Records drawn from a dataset
▼

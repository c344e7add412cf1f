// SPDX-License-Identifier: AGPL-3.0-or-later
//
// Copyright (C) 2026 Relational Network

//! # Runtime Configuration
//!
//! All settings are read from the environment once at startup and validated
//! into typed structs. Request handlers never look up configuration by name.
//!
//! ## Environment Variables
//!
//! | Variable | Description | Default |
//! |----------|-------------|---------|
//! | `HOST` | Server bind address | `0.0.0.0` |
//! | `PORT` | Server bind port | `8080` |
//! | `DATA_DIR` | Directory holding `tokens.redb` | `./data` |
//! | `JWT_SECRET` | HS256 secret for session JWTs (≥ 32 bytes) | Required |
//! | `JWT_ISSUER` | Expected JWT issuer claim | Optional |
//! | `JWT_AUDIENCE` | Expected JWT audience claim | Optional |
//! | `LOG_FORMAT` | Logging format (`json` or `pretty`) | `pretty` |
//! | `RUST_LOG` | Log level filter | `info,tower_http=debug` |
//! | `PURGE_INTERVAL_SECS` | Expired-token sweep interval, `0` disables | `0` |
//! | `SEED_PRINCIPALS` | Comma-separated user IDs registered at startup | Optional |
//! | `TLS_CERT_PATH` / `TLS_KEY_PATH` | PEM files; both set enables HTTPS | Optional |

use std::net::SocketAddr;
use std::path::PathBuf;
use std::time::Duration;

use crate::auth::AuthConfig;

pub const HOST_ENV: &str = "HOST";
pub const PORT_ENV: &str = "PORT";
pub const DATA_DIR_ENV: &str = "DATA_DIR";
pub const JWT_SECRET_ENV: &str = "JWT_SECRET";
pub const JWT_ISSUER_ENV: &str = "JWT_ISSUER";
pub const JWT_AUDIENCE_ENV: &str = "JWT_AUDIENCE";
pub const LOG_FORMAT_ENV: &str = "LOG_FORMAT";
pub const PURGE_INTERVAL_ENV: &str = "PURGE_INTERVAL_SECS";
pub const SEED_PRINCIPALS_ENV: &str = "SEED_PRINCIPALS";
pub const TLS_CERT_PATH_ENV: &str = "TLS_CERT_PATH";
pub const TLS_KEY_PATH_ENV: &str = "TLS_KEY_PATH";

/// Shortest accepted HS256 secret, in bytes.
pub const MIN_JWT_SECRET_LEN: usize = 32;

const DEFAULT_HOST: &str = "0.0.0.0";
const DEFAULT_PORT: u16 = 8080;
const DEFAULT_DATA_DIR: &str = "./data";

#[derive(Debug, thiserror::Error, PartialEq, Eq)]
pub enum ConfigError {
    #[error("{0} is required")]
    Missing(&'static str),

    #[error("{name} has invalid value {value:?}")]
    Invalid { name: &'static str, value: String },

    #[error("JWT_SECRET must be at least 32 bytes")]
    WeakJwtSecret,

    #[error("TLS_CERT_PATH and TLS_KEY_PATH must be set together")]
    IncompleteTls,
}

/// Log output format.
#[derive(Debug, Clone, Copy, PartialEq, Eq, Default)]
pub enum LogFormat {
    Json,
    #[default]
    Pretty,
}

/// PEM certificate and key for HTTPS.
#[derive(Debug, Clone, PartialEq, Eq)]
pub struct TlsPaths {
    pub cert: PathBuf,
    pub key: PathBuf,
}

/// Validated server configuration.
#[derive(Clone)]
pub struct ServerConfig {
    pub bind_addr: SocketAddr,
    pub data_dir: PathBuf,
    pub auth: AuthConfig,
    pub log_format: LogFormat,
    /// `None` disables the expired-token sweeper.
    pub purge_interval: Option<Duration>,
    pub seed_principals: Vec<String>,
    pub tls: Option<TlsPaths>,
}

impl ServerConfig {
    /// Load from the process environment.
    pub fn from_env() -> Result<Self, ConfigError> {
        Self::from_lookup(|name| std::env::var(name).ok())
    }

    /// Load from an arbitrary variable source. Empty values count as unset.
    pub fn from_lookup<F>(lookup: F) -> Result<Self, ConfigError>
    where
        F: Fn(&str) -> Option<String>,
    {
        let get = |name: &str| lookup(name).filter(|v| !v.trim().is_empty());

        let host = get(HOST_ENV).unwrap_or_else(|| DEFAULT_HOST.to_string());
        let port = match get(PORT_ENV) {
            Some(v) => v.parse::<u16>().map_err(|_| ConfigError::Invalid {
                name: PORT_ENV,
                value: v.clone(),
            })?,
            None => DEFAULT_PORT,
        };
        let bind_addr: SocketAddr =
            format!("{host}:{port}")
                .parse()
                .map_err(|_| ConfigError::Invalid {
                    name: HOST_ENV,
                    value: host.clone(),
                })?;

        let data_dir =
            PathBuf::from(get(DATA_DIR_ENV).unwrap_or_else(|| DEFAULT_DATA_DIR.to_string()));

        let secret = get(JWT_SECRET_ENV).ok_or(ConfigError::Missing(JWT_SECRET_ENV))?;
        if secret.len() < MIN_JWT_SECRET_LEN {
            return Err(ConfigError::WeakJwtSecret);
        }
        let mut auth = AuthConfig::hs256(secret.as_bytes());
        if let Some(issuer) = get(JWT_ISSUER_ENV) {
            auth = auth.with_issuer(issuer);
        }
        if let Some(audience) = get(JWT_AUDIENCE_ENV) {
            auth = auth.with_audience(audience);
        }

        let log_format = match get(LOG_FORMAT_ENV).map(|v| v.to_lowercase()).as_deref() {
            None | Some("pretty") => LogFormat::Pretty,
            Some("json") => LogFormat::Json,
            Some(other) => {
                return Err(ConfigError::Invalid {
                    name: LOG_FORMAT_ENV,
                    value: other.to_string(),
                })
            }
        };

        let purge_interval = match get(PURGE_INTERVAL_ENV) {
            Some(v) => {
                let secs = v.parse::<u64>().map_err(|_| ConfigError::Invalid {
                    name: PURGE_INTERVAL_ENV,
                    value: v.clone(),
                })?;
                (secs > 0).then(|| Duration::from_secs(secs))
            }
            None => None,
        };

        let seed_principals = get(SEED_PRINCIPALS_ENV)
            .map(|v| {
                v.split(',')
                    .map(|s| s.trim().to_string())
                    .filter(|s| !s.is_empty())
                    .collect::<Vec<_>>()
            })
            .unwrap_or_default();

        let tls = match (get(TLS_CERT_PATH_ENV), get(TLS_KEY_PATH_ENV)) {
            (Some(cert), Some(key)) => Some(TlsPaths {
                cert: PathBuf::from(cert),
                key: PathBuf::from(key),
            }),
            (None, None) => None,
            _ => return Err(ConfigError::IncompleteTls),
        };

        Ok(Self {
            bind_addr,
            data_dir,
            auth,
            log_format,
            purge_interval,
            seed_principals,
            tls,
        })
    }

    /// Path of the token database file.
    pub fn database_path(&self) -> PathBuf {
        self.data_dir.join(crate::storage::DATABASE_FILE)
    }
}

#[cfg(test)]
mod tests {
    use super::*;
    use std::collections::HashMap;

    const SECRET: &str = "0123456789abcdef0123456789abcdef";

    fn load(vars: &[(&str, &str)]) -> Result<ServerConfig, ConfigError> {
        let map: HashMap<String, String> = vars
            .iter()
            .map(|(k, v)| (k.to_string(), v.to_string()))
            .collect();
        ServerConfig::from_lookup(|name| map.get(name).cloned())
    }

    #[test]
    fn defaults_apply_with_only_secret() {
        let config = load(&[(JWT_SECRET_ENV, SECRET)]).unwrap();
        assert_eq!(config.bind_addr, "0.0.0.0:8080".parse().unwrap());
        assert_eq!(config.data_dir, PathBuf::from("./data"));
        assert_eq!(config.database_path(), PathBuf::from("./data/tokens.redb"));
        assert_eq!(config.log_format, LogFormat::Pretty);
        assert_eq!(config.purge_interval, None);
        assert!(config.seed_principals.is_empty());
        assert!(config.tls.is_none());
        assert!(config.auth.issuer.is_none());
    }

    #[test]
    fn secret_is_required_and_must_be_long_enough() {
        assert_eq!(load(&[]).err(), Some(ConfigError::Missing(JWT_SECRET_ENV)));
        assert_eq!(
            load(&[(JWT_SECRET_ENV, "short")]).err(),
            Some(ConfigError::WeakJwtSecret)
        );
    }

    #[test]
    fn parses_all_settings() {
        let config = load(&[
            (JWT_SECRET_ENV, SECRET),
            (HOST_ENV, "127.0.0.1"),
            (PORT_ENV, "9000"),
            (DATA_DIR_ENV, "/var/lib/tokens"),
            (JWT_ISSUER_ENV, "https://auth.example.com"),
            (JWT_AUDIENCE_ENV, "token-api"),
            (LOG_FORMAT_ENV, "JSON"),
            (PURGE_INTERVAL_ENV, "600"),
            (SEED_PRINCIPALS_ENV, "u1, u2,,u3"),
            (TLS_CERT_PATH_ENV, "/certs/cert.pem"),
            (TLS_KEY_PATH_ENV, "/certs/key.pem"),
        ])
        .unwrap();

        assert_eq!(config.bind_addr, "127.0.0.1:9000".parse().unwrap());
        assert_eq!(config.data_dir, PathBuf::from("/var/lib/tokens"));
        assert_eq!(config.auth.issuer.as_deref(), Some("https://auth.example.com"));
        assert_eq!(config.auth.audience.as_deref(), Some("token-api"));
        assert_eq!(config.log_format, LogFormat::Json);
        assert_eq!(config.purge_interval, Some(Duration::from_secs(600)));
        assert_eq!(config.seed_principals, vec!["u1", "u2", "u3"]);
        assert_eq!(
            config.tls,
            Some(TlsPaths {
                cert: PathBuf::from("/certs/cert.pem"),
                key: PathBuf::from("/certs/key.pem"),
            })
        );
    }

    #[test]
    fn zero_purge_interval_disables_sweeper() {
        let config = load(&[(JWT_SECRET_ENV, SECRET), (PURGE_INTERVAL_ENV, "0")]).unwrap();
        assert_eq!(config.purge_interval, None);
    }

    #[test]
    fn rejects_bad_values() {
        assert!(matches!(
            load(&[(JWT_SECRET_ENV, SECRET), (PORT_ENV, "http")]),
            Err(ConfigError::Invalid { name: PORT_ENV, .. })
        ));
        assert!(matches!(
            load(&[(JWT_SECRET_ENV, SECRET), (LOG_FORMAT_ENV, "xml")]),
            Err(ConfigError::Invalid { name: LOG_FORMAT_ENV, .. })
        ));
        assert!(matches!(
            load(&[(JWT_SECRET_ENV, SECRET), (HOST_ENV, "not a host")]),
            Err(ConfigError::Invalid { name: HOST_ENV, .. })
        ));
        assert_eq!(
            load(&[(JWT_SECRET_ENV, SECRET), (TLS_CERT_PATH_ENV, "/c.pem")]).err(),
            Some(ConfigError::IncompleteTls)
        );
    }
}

▲
▼

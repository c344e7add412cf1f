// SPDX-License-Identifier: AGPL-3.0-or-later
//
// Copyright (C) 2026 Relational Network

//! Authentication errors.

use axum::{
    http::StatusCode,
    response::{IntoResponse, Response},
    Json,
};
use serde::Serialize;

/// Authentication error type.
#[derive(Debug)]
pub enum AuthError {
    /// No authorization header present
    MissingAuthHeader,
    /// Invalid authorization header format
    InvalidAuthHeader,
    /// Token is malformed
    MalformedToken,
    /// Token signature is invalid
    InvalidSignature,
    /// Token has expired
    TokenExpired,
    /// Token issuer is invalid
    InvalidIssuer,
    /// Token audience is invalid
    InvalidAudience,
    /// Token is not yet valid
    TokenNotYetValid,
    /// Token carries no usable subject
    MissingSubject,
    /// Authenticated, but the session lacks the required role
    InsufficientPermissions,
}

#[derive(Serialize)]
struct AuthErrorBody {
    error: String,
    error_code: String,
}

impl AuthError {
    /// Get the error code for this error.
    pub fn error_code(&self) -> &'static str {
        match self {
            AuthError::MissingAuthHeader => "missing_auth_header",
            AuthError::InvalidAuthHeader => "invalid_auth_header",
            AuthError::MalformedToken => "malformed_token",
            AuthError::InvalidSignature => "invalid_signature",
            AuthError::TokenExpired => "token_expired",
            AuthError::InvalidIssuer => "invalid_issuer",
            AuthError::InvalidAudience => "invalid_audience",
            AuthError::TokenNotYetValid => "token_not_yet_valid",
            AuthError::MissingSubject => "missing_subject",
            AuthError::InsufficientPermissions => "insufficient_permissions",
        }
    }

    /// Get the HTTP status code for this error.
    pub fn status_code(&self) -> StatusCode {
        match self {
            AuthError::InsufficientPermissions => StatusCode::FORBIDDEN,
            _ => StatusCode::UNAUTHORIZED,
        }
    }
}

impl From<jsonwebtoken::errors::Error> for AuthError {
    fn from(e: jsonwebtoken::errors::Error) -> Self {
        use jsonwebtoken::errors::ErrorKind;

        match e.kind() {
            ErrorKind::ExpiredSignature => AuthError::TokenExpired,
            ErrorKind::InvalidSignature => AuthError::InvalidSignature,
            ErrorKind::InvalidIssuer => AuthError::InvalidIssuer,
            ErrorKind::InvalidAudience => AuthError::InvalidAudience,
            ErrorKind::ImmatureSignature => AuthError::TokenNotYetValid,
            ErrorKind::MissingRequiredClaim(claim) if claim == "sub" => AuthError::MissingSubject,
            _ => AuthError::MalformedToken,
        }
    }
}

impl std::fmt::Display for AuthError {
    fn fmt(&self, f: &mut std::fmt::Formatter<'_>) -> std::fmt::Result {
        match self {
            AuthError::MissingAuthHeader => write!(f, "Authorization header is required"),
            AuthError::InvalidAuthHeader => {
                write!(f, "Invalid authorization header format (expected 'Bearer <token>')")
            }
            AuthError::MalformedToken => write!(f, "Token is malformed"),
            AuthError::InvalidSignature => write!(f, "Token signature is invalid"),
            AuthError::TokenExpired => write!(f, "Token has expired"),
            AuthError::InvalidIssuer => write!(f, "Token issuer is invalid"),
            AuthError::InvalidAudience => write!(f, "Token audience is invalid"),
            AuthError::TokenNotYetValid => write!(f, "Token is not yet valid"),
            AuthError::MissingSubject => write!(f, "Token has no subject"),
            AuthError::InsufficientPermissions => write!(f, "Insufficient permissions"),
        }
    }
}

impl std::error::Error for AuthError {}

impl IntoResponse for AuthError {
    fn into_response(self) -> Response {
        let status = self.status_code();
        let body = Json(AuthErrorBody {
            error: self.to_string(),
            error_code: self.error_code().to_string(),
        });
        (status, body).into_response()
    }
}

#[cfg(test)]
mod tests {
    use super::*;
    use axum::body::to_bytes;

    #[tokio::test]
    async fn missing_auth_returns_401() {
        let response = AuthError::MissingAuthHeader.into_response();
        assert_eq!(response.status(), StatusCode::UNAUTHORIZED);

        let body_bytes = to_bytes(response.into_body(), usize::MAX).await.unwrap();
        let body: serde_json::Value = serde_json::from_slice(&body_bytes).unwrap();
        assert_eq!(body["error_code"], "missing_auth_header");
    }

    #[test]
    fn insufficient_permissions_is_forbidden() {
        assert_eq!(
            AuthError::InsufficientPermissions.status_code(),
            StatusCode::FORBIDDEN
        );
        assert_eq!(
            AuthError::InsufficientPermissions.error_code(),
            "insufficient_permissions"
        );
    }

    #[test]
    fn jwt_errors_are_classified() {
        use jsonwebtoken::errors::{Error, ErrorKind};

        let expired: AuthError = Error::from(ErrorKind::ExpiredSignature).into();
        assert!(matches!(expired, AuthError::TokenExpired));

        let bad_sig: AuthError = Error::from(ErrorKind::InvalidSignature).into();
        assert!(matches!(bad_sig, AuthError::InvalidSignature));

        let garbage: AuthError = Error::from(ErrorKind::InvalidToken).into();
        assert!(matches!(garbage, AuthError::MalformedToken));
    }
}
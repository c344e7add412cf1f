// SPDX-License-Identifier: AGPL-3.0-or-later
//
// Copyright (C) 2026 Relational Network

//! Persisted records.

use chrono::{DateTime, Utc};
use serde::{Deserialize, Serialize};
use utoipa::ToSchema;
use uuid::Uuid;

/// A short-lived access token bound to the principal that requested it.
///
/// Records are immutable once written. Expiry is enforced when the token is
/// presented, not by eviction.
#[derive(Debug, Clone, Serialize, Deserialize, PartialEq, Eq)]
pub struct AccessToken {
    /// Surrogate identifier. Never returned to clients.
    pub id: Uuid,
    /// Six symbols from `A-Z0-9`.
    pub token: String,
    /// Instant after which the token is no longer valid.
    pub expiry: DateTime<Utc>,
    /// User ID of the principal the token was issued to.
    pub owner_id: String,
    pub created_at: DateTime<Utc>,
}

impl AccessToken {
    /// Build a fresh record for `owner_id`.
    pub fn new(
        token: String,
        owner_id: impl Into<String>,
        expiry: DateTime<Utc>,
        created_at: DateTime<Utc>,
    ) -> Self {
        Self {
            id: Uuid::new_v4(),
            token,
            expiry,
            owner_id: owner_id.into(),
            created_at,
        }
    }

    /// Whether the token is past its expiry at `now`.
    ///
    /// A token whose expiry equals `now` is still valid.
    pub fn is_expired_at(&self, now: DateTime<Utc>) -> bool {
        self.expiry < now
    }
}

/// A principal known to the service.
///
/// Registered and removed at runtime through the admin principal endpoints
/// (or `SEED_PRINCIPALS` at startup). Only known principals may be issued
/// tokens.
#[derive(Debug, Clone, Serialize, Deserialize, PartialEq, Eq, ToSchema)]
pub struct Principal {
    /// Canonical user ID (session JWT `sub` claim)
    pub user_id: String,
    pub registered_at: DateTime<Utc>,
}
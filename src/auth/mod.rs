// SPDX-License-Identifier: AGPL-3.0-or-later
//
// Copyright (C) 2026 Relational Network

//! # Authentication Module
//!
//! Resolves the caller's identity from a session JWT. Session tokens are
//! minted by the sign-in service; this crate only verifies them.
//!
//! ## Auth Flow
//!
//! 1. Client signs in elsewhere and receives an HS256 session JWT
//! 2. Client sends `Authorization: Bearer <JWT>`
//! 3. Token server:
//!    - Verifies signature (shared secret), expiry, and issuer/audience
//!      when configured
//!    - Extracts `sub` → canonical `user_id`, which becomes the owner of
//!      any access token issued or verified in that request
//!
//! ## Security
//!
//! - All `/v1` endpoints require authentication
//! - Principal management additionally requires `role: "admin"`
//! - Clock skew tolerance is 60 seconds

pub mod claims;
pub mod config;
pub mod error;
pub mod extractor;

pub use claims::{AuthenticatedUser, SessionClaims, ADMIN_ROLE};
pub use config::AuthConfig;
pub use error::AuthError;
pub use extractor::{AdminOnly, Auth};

▲
▼

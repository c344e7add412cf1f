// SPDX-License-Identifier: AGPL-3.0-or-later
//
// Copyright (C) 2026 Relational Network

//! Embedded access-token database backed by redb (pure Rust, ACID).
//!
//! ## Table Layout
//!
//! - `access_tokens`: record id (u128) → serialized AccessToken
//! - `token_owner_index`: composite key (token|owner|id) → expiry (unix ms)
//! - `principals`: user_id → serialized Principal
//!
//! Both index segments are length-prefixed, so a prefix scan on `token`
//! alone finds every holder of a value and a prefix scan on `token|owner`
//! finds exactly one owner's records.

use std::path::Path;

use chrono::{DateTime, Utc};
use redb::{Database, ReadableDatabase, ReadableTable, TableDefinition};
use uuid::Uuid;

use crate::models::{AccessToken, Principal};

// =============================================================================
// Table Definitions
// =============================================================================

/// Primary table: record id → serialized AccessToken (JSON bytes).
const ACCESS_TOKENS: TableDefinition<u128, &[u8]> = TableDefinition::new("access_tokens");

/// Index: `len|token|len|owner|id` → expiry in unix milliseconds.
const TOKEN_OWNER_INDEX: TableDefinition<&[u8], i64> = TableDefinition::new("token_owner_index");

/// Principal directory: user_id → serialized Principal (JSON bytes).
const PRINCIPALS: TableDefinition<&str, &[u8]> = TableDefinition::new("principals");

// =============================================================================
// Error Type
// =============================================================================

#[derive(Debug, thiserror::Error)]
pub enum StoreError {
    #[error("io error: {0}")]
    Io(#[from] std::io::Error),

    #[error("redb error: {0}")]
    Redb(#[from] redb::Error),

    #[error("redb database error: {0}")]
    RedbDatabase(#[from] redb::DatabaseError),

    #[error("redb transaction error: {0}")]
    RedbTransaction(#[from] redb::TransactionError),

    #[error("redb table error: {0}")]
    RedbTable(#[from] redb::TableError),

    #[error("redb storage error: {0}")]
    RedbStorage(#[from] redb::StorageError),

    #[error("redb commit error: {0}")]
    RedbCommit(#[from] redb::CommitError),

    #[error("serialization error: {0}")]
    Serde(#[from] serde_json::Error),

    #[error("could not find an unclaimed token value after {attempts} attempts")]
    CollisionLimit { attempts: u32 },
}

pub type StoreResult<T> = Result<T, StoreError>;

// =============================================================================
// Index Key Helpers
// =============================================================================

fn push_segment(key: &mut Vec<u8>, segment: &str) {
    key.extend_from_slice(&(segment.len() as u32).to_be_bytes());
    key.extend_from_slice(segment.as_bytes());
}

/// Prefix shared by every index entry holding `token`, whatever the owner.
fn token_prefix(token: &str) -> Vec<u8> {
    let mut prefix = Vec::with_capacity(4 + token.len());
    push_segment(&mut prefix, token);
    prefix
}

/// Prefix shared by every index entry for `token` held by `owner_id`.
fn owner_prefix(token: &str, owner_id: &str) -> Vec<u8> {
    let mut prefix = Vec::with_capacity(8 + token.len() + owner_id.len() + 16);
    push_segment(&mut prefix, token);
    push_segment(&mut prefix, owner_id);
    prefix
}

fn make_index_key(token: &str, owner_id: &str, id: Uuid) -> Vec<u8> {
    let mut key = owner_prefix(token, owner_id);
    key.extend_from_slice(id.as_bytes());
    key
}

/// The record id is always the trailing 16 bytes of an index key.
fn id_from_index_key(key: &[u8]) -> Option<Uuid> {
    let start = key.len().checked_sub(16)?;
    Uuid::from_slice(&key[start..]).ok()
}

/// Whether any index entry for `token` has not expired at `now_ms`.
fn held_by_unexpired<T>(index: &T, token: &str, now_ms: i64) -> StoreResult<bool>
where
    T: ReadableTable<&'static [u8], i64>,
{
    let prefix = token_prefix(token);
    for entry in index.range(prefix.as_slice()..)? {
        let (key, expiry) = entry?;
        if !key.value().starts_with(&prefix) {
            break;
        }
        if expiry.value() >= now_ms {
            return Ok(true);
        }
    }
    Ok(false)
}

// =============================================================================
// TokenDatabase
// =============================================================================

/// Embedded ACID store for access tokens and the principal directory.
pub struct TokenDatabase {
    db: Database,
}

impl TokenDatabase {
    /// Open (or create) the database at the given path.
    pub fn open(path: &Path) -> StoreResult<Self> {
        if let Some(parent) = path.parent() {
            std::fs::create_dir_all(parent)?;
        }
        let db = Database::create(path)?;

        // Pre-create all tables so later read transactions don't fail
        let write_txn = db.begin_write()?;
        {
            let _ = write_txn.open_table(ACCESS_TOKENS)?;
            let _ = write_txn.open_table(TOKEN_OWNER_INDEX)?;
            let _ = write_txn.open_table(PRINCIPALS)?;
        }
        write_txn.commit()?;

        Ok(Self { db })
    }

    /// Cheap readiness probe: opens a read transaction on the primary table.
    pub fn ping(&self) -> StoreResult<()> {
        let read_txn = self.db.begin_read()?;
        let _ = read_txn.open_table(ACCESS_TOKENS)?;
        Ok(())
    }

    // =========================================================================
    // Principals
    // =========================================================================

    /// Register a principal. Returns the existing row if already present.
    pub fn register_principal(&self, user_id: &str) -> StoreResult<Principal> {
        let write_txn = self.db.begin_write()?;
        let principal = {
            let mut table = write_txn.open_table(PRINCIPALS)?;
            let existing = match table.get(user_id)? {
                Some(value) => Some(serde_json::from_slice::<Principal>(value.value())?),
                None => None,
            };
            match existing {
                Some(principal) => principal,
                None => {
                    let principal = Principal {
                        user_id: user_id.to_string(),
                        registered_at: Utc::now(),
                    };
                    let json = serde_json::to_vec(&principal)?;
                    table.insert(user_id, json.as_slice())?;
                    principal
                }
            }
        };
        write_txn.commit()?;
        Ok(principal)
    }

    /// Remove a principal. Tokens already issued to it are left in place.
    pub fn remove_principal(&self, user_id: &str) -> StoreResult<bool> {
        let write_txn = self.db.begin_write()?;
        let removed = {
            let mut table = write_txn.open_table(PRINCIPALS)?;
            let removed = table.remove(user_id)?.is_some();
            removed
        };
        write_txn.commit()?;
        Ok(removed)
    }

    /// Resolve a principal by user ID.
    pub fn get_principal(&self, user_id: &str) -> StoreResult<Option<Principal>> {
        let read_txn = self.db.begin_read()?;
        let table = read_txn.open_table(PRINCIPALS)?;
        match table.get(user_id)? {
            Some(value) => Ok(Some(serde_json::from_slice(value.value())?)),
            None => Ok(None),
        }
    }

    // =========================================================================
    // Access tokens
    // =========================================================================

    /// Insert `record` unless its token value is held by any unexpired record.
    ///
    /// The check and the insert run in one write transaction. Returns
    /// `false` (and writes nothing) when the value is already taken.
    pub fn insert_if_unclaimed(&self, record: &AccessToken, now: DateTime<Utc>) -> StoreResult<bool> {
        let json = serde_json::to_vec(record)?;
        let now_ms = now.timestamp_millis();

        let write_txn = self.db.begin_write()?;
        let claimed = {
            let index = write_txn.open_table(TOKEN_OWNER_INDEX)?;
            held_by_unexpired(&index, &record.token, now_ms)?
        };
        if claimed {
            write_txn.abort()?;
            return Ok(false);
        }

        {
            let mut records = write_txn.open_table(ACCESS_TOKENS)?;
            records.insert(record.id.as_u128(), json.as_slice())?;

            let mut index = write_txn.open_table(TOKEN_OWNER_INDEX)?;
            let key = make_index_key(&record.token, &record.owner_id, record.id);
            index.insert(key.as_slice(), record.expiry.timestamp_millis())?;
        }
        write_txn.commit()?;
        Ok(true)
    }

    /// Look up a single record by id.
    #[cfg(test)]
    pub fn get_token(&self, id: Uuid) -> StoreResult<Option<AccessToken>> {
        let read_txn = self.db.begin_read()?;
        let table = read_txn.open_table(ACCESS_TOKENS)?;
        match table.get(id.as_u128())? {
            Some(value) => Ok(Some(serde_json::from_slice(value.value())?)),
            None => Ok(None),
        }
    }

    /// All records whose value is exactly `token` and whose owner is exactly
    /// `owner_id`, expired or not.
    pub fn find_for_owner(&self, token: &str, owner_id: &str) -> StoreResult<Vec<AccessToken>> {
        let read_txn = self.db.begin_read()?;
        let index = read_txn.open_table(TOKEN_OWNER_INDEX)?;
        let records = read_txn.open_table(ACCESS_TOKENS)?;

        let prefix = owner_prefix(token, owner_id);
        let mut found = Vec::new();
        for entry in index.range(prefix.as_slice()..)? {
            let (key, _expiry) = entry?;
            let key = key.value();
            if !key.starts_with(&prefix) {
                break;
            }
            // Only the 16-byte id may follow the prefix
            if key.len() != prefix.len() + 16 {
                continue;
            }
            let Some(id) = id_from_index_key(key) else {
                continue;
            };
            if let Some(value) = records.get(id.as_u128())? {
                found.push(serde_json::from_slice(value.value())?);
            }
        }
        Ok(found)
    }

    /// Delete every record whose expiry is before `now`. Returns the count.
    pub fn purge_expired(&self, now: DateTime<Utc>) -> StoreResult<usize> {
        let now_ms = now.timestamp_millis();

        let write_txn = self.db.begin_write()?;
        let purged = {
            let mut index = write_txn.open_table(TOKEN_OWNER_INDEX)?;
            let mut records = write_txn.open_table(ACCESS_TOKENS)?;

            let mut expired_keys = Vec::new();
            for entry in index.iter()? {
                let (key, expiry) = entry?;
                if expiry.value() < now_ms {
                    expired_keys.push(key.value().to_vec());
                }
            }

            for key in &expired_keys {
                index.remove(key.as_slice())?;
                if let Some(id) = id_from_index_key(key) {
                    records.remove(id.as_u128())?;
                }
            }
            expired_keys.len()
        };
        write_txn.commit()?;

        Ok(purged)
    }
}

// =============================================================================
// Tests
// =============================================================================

▲

> **Problem to work on**
In the records above, find the line with "assert_eq!(response.status(), StatusCode::UNAUTHORIZED);"; write out exactly that line and each one after it, stopping after the line with "let garbage: AuthError".

> **Written response**
        assert_eq!(response.status(), StatusCode::UNAUTHORIZED);

        let body_bytes = to_bytes(response.into_body(), usize::MAX).await.unwrap();
        let body: serde_json::Value = serde_json::from_slice(&body_bytes).unwrap();
        assert_eq!(body["error_code"], "missing_auth_header");
    }

    #[test]
    fn insufficient_permissions_is_forbidden() {
        assert_eq!(
            AuthError::InsufficientPermissions.status_code(),
            StatusCode::FORBIDDEN
        );
        assert_eq!(
            AuthError::InsufficientPermissions.error_code(),
            "insufficient_permissions"
        );
    }

    #[test]
    fn jwt_errors_are_classified() {
        use jsonwebtoken::errors::{Error, ErrorKind};

        let expired: AuthError = Error::from(ErrorKind::ExpiredSignature).into();
        assert!(matches!(expired, AuthError::TokenExpired));

        let bad_sig: AuthError = Error::from(ErrorKind::InvalidSignature).into();
        assert!(matches!(bad_sig, AuthError::InvalidSignature));

        let garbage: AuthError = Error::from(ErrorKind::InvalidToken).into();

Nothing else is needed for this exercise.